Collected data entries
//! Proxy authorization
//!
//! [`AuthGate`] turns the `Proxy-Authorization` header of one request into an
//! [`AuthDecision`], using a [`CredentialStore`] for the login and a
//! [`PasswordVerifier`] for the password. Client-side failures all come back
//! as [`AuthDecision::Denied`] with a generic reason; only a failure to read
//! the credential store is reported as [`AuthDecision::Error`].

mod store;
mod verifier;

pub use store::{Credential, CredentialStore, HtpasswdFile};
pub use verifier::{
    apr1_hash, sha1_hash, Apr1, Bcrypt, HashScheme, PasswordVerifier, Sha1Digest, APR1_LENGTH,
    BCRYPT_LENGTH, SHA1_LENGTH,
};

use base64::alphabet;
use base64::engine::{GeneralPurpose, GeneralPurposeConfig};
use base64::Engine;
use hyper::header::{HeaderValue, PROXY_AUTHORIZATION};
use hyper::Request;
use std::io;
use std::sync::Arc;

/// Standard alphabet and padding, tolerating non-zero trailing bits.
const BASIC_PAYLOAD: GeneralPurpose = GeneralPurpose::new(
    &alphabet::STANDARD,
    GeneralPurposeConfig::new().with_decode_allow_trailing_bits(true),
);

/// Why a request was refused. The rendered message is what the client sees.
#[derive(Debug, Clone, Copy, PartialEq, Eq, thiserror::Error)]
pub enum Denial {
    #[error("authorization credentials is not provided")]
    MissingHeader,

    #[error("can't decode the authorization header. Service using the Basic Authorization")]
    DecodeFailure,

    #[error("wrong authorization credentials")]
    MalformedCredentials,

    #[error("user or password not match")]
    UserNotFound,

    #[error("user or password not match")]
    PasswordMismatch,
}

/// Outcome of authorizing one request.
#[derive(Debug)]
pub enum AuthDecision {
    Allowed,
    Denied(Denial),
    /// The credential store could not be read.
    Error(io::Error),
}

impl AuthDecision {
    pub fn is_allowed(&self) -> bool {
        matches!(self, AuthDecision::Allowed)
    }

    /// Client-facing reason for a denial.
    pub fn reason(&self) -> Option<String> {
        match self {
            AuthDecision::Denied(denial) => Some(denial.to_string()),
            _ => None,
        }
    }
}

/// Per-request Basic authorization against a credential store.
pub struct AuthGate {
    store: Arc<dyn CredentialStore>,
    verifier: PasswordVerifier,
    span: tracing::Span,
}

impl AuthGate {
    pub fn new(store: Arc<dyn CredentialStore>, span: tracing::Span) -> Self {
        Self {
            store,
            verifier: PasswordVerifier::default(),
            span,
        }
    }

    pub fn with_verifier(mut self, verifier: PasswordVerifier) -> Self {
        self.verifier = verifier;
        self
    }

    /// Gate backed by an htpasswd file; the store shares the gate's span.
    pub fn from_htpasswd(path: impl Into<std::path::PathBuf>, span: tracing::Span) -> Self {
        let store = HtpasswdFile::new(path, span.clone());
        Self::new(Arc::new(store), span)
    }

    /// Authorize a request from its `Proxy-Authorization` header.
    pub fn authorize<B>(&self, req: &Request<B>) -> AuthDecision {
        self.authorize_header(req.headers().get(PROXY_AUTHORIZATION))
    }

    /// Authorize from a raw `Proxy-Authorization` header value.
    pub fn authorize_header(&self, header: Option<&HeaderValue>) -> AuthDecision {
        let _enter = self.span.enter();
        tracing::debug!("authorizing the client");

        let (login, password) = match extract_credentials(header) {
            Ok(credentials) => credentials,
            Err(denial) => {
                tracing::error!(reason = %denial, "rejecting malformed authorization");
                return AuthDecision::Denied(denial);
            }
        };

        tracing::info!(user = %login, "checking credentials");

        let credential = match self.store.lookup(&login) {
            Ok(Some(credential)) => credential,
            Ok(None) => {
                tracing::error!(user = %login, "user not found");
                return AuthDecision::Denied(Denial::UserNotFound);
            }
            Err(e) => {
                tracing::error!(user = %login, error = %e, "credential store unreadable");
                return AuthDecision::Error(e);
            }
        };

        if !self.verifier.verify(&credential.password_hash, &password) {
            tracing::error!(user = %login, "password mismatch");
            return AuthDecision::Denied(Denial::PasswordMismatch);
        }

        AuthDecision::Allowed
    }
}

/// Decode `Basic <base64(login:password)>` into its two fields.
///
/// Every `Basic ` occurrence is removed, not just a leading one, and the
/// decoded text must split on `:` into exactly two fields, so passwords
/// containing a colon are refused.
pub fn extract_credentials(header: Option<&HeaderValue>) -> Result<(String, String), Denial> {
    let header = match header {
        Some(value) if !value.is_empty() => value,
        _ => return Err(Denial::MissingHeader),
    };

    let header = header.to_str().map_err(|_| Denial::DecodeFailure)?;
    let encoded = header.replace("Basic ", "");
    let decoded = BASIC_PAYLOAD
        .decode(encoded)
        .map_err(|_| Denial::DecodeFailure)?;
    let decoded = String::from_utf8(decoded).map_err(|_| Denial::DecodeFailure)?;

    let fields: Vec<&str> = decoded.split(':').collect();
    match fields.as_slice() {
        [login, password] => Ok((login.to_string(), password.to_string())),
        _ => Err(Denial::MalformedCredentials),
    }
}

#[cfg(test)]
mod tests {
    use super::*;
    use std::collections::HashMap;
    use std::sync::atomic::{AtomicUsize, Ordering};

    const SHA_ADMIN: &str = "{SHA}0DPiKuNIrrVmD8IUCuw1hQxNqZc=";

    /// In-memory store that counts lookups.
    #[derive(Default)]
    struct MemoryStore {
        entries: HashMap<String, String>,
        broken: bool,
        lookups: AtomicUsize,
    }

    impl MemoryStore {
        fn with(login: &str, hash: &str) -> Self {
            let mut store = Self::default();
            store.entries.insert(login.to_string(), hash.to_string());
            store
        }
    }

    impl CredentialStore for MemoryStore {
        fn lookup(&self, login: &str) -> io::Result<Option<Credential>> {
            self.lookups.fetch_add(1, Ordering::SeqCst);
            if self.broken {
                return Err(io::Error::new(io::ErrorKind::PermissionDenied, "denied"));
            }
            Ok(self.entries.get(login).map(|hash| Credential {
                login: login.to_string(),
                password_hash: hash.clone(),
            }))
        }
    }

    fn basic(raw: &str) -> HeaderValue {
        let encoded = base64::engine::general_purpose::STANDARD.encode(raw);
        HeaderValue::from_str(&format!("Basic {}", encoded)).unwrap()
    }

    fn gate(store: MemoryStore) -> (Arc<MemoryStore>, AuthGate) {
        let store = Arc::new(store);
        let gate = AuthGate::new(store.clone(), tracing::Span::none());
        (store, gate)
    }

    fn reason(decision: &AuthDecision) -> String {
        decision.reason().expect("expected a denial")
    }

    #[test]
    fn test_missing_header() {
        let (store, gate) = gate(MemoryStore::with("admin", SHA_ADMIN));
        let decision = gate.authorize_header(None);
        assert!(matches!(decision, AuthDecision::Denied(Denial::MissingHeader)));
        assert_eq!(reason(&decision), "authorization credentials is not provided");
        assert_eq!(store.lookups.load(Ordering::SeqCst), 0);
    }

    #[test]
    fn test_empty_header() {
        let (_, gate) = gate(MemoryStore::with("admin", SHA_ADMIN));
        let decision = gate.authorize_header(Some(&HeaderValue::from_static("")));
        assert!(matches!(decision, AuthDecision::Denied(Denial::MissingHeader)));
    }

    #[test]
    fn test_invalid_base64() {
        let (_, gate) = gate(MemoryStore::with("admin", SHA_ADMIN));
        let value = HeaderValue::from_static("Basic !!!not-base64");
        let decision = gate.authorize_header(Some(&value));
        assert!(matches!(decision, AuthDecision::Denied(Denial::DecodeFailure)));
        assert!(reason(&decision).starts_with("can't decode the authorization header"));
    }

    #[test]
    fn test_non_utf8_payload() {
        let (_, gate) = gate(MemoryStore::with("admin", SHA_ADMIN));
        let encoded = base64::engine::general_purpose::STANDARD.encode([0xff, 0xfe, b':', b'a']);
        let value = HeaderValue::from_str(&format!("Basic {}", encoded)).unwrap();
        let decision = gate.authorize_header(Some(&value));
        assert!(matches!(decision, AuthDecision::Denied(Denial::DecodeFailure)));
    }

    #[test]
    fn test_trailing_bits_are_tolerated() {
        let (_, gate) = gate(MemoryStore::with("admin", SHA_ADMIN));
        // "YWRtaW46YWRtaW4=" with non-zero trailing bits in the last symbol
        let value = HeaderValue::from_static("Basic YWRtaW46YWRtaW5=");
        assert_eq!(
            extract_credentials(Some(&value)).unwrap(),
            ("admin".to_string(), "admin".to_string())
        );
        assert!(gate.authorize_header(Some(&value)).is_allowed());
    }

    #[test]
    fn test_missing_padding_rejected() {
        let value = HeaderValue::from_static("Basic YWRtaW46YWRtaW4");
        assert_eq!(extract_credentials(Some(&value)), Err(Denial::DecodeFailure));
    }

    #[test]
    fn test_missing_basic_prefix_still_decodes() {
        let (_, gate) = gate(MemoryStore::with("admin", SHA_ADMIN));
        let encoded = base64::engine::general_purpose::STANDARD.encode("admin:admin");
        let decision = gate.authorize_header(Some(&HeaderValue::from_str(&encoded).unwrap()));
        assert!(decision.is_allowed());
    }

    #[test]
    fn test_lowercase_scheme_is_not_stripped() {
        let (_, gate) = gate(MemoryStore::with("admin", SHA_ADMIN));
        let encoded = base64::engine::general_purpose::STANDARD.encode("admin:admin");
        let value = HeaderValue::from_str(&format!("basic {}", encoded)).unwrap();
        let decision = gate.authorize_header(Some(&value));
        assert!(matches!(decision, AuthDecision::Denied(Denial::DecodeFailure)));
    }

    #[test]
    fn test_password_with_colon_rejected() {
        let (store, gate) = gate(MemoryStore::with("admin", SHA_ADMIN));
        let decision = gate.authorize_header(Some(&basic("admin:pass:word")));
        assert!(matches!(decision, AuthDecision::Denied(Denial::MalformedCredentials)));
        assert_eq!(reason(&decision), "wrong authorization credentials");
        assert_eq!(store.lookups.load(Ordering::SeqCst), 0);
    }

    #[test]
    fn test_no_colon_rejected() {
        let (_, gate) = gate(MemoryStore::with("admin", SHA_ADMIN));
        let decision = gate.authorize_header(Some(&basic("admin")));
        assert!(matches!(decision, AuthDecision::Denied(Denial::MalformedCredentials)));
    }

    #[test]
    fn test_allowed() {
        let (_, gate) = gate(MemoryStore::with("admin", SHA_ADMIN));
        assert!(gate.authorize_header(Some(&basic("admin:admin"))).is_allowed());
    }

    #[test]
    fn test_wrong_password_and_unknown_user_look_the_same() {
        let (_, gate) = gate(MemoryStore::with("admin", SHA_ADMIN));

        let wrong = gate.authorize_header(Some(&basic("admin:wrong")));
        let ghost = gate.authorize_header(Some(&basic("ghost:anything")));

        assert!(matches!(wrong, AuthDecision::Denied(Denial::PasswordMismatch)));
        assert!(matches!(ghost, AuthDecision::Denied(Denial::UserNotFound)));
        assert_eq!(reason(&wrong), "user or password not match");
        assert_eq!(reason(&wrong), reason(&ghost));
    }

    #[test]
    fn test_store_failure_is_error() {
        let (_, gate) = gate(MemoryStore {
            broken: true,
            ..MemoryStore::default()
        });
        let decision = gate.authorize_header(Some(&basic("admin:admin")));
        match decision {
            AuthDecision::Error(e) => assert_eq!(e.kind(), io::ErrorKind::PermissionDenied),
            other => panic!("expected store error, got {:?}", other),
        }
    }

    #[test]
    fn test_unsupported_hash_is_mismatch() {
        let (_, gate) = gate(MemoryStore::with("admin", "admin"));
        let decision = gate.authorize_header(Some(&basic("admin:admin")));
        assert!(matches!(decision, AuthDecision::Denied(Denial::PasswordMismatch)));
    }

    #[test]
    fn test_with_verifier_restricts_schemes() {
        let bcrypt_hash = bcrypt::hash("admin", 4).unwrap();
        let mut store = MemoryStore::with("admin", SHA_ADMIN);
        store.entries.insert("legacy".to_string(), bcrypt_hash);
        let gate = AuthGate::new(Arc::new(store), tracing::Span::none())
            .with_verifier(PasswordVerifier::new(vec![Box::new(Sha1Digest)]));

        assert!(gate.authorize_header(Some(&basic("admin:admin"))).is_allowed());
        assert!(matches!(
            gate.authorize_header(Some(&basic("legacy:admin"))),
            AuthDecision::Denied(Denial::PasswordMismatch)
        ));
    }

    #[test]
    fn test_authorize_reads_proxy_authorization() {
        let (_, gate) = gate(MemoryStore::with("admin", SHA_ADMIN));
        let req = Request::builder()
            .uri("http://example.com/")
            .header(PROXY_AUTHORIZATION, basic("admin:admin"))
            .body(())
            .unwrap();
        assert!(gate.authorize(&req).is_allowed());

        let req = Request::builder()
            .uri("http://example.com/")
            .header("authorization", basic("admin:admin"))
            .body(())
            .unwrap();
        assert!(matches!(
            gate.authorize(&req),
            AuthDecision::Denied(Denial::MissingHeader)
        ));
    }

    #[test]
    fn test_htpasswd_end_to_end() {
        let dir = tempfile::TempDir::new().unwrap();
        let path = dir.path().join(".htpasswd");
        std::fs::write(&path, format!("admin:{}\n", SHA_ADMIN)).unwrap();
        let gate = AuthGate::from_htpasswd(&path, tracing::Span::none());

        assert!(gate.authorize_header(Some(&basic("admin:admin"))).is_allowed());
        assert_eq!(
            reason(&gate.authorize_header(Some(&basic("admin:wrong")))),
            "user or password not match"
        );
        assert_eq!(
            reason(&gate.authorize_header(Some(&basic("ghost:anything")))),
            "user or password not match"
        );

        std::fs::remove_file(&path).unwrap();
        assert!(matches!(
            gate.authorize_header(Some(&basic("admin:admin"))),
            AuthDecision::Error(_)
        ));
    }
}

**Problem requirements:**
Your answer should be the lines above that contain the word "struct", copied out.

**Solved problem:**
pub struct AuthGate {
    struct MemoryStore {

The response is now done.